Saved entries
========

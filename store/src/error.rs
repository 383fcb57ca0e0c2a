use thiserror::Error;

#[derive(Debug, Error)]
pub enum StoreError {
    #[error("key not found: {0}")]
    NotFound(String),

    #[error("storage backend error: {0}")]
    Backend(String),

    #[error("serialization error: {0}")]
    Serialization(String),

    #[error("IO error: {0}")]
    Io(#[from] std::io::Error),
}
//! Abstract interfaces of the importer's external collaborators.
//!
//! Persistence of verified blocks, the ledger repository, object storage and
//! downstream consumers all live outside the importer. The importer depends
//! only on these traits; [`memory`] provides simple in-process
//! implementations of the repositories.

pub mod error;
pub mod ledger;
pub mod memory;
pub mod notifier;
pub mod provider;
pub mod record;

pub use error::StoreError;
pub use ledger::LedgerStore;
pub use memory::{MemoryLedgerStore, MemoryRecordStore};
pub use notifier::StreamFileNotifier;
pub use provider::{StreamFileData, StreamFileProvider};
pub use record::RecordFileStore;
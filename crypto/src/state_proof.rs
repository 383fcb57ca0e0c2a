//! Root recomputation for blocks proven by a state proof.
//!
//! A state proof carries three merkle paths. Path 1 starts at the previous
//! block's root; its siblings come in groups of four. The first group climbs
//! to this block's root. The remaining siblings, joined with the timestamp
//! leaf of path 0, climb to the root that the threshold signature covers.

use blockfeed_types::{BlockHash, StateProof};

use crate::hash::{hash_internal, hash_internal_single, hash_leaf};
use crate::CryptoError;

const PATH_COUNT: usize = 3;
const MIN_PREVIOUS_ROOT_SIBLINGS: usize = 7;
const SIBLING_GROUP_SIZE: usize = 4;
/// Position within a group after which the implicit single-child node is folded.
const SINGLE_CHILD_INDEX: usize = 2;

/// Compute the signed root for `block` from its own root hash and state proof.
pub fn state_proof_root(
    block: u64,
    current_root: &BlockHash,
    proof: &StateProof,
) -> Result<BlockHash, CryptoError> {
    if proof.paths.len() != PATH_COUNT {
        return Err(CryptoError::InvalidStateProof(format!(
            "Number of merkle paths in block {block}'s StateProof is not {PATH_COUNT}"
        )));
    }

    let previous_root_path = &proof.paths[1];
    let siblings = &previous_root_path.siblings;
    if siblings.len() < MIN_PREVIOUS_ROOT_SIBLINGS {
        return Err(CryptoError::InvalidStateProof(format!(
            "Block {block}'s merkle path from the previous block root has less than {MIN_PREVIOUS_ROOT_SIBLINGS} siblings"
        )));
    }

    let mut hash = previous_root_path.hash.ok_or_else(|| {
        CryptoError::InvalidStateProof(format!("Block {block}'s previous block root path has no hash"))
    })?;

    for (i, sibling) in siblings.iter().enumerate() {
        hash = if sibling.is_left {
            hash_internal(&sibling.hash, &hash)
        } else {
            hash_internal(&hash, &sibling.hash)
        };

        if i % SIBLING_GROUP_SIZE == SINGLE_CHILD_INDEX {
            hash = hash_internal_single(&hash);
        }

        if i == SIBLING_GROUP_SIZE - 1 && hash != *current_root {
            return Err(CryptoError::RootHashMismatch {
                block,
                expected: current_root.to_hex(),
                actual: hash.to_hex(),
            });
        }
    }

    let timestamp_leaf = proof.paths[0].timestamp_leaf.as_deref().ok_or_else(|| {
        CryptoError::InvalidStateProof(format!("Block {block}'s first merkle path has no timestamp leaf"))
    })?;
    Ok(hash_internal(&hash_leaf(timestamp_leaf), &hash))
}

#[cfg(test)]
mod tests {
    use super::*;
    use blockfeed_types::{MerklePath, SiblingNode, SignedBlockProof};

    fn node(i: u8) -> BlockHash {
        hash_leaf(&[i])
    }

    /// Builds a proof whose first group climbs from `previous` to the returned root.
    fn proof_for(previous: BlockHash, extra: usize) -> (StateProof, BlockHash, BlockHash) {
        let mut siblings = Vec::new();
        let mut hash = previous;
        let mut current_root = BlockHash::ZERO;
        for i in 0..(SIBLING_GROUP_SIZE + extra) {
            let sibling = node(i as u8 + 10);
            let is_left = i % 2 == 1;
            hash = if is_left {
                hash_internal(&sibling, &hash)
            } else {
                hash_internal(&hash, &sibling)
            };
            if i % SIBLING_GROUP_SIZE == SINGLE_CHILD_INDEX {
                hash = hash_internal_single(&hash);
            }
            if i == SIBLING_GROUP_SIZE - 1 {
                current_root = hash;
            }
            siblings.push(SiblingNode { is_left, hash: sibling });
        }

        let timestamp = vec![0u8, 1, 2];
        let expected = hash_internal(&hash_leaf(&timestamp), &hash);
        let proof = StateProof {
            paths: vec![
                MerklePath {
                    timestamp_leaf: Some(timestamp),
                    ..Default::default()
                },
                MerklePath {
                    hash: Some(previous),
                    siblings,
                    ..Default::default()
                },
                MerklePath::default(),
            ],
            signed_block_proof: SignedBlockProof {
                block_signature: vec![],
            },
        };
        (proof, current_root, expected)
    }

    #[test]
    fn recomputes_signed_root() {
        let (proof, current_root, expected) = proof_for(node(1), 3);
        assert_eq!(state_proof_root(5, &current_root, &proof).unwrap(), expected);
    }

    #[test]
    fn rejects_wrong_path_count() {
        let (mut proof, current_root, _) = proof_for(node(1), 3);
        proof.paths.pop();
        let err = state_proof_root(5, &current_root, &proof).unwrap_err();
        assert!(err.to_string().contains("is not 3"));
    }

    #[test]
    fn rejects_short_previous_root_path() {
        let (mut proof, current_root, _) = proof_for(node(1), 3);
        proof.paths[1].siblings.truncate(6);
        let err = state_proof_root(5, &current_root, &proof).unwrap_err();
        assert!(err.to_string().contains("less than 7 siblings"));
    }

    #[test]
    fn rejects_root_mismatch() {
        let (proof, _, _) = proof_for(node(1), 3);
        let err = state_proof_root(5, &node(99), &proof).unwrap_err();
        assert!(matches!(err, CryptoError::RootHashMismatch { block: 5, .. }));
        assert!(err.to_string().contains("root hash mismatch"));
    }
}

========

* About this exercise
Repeat each entry above exactly as shown.

* Exercise answer
filename store/src/error.rs
repository 383fcb57ca0e0c2a
use thiserror::Error;

#[derive(Debug, Error)]
pub enum StoreError {
    #[error("key not found: {0}")]
    NotFound(String),

    #[error("storage backend error: {0}")]
    Backend(String),

    #[error("serialization error: {0}")]
    Serialization(String),

    #[error("IO error: {0}")]
    Io(#[from] std::io::Error),
}
//! Abstract interfaces of the importer's external collaborators.
//!
//! Persistence of verified blocks, the ledger repository, object storage and
//! downstream consumers all live outside the importer. The importer depends
//! only on these traits; [`memory`] provides simple in-process
//! implementations of the repositories.

pub mod error;
pub mod ledger;
pub mod memory;
pub mod notifier;
pub mod provider;
pub mod record;

pub use error::StoreError;
pub use ledger::LedgerStore;
pub use memory::{MemoryLedgerStore, MemoryRecordStore};
pub use notifier::StreamFileNotifier;
pub use provider::{StreamFileData, StreamFileProvider};
pub use record::RecordFileStore;
filename crypto/src/state_proof.rs
repository 383fcb57ca0e0c2a
//! Root recomputation for blocks proven by a state proof.
//!
//! A state proof carries three merkle paths. Path 1 starts at the previous
//! block's root; its siblings come in groups of four. The first group climbs
//! to this block's root. The remaining siblings, joined with the timestamp
//! leaf of path 0, climb to the root that the threshold signature covers.

use blockfeed_types::{BlockHash, StateProof};

use crate::hash::{hash_internal, hash_internal_single, hash_leaf};
use crate::CryptoError;

const PATH_COUNT: usize = 3;
const MIN_PREVIOUS_ROOT_SIBLINGS: usize = 7;
const SIBLING_GROUP_SIZE: usize = 4;
/// Position within a group after which the implicit single-child node is folded.
const SINGLE_CHILD_INDEX: usize = 2;

/// Compute the signed root for `block` from its own root hash and state proof.
pub fn state_proof_root(
    block: u64,
    current_root: &BlockHash,
    proof: &StateProof,
) -> Result<BlockHash, CryptoError> {
    if proof.paths.len() != PATH_COUNT {
        return Err(CryptoError::InvalidStateProof(format!(
            "Number of merkle paths in block {block}'s StateProof is not {PATH_COUNT}"
        )));
    }

    let previous_root_path = &proof.paths[1];
    let siblings = &previous_root_path.siblings;
    if siblings.len() < MIN_PREVIOUS_ROOT_SIBLINGS {
        return Err(CryptoError::InvalidStateProof(format!(
            "Block {block}'s merkle path from the previous block root has less than {MIN_PREVIOUS_ROOT_SIBLINGS} siblings"
        )));
    }

    let mut hash = previous_root_path.hash.ok_or_else(|| {
        CryptoError::InvalidStateProof(format!("Block {block}'s previous block root path has no hash"))
    })?;

    for (i, sibling) in siblings.iter().enumerate() {
        hash = if sibling.is_left {
            hash_internal(&sibling.hash, &hash)
        } else {
            hash_internal(&hash, &sibling.hash)
        };

        if i % SIBLING_GROUP_SIZE == SINGLE_CHILD_INDEX {
            hash = hash_internal_single(&hash);
        }

        if i == SIBLING_GROUP_SIZE - 1 && hash != *current_root {
            return Err(CryptoError::RootHashMismatch {
                block,
                expected: current_root.to_hex(),
                actual: hash.to_hex(),
            });
        }
    }

    let timestamp_leaf = proof.paths[0].timestamp_leaf.as_deref().ok_or_else(|| {
        CryptoError::InvalidStateProof(format!("Block {block}'s first merkle path has no timestamp leaf"))
    })?;
    Ok(hash_internal(&hash_leaf(timestamp_leaf), &hash))
}

#[cfg(test)]
mod tests {
    use super::*;
    use blockfeed_types::{MerklePath, SiblingNode, SignedBlockProof};

    fn node(i: u8) -> BlockHash {
        hash_leaf(&[i])
    }

    /// Builds a proof whose first group climbs from `previous` to the returned root.
    fn proof_for(previous: BlockHash, extra: usize) -> (StateProof, BlockHash, BlockHash) {
        let mut siblings = Vec::new();
        let mut hash = previous;
        let mut current_root = BlockHash::ZERO;
        for i in 0..(SIBLING_GROUP_SIZE + extra) {
            let sibling = node(i as u8 + 10);
            let is_left = i % 2 == 1;
            hash = if is_left {
                hash_internal(&sibling, &hash)
            } else {
                hash_internal(&hash, &sibling)
            };
            if i % SIBLING_GROUP_SIZE == SINGLE_CHILD_INDEX {
                hash = hash_internal_single(&hash);
            }
            if i == SIBLING_GROUP_SIZE - 1 {
                current_root = hash;
            }
            siblings.push(SiblingNode { is_left, hash: sibling });
        }

        let timestamp = vec![0u8, 1, 2];
        let expected = hash_internal(&hash_leaf(&timestamp), &hash);
        let proof = StateProof {
            paths: vec![
                MerklePath {
                    timestamp_leaf: Some(timestamp),
                    ..Default::default()
                },
                MerklePath {
                    hash: Some(previous),
                    siblings,
                    ..Default::default()
                },
                MerklePath::default(),
            ],
            signed_block_proof: SignedBlockProof {
                block_signature: vec![],
            },
        };
        (proof, current_root, expected)
    }

    #[test]
    fn recomputes_signed_root() {
        let (proof, current_root, expected) = proof_for(node(1), 3);
        assert_eq!(state_proof_root(5, &current_root, &proof).unwrap(), expected);
    }

    #[test]
    fn rejects_wrong_path_count() {
        let (mut proof, current_root, _) = proof_for(node(1), 3);
        proof.paths.pop();
        let err = state_proof_root(5, &current_root, &proof).unwrap_err();
        assert!(err.to_string().contains("is not 3"));
    }

    #[test]
    fn rejects_short_previous_root_path() {
        let (mut proof, current_root, _) = proof_for(node(1), 3);
        proof.paths[1].siblings.truncate(6);
        let err = state_proof_root(5, &current_root, &proof).unwrap_err();
        assert!(err.to_string().contains("less than 7 siblings"));
    }

    #[test]
    fn rejects_root_mismatch() {
        let (proof, _, _) = proof_for(node(1), 3);
        let err = state_proof_root(5, &node(99), &proof).unwrap_err();
        assert!(matches!(err, CryptoError::RootHashMismatch { block: 5, .. }));
        assert!(err.to_string().contains("root hash mismatch"));
    }
}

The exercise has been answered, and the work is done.